__Your assignment__
Please find every line below that includes "sleep" and report how many there are. Nothing else is needed.

__Given data__

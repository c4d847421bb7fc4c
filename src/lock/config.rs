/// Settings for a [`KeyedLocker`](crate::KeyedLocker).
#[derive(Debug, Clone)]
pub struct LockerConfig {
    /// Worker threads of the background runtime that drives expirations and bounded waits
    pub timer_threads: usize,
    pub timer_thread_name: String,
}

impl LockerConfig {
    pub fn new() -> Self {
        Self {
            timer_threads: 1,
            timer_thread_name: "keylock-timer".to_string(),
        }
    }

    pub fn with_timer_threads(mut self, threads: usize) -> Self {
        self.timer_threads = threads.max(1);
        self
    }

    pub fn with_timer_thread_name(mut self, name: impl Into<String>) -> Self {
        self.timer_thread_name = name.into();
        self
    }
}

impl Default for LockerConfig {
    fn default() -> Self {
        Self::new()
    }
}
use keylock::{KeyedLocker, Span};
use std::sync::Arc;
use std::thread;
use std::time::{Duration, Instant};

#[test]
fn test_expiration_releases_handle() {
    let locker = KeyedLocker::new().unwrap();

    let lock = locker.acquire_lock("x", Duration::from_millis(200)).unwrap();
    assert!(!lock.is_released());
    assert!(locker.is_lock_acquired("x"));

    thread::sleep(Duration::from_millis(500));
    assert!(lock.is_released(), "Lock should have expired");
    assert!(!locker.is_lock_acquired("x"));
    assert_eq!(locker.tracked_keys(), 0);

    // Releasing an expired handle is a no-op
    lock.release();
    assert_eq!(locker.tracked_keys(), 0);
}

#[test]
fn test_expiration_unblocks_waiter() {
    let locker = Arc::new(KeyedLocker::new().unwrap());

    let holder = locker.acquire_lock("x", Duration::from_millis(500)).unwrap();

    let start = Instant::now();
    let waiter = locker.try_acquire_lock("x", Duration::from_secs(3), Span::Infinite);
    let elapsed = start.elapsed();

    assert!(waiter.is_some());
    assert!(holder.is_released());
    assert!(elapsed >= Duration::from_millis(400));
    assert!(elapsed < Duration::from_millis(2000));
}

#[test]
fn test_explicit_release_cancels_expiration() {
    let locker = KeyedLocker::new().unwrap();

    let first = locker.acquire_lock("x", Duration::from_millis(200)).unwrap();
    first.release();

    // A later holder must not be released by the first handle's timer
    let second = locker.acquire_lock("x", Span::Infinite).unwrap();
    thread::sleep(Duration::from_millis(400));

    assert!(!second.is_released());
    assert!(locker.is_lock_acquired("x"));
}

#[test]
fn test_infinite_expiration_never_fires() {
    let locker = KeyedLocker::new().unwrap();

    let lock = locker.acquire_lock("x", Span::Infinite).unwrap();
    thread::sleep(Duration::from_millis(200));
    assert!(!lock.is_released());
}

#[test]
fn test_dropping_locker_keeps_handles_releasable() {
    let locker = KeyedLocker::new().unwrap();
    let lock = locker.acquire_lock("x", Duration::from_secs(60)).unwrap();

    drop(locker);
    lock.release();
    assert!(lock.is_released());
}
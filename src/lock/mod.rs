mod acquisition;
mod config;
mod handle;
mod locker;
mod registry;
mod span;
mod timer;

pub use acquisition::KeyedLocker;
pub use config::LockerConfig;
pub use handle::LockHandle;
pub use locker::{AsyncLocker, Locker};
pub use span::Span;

__Solution__
3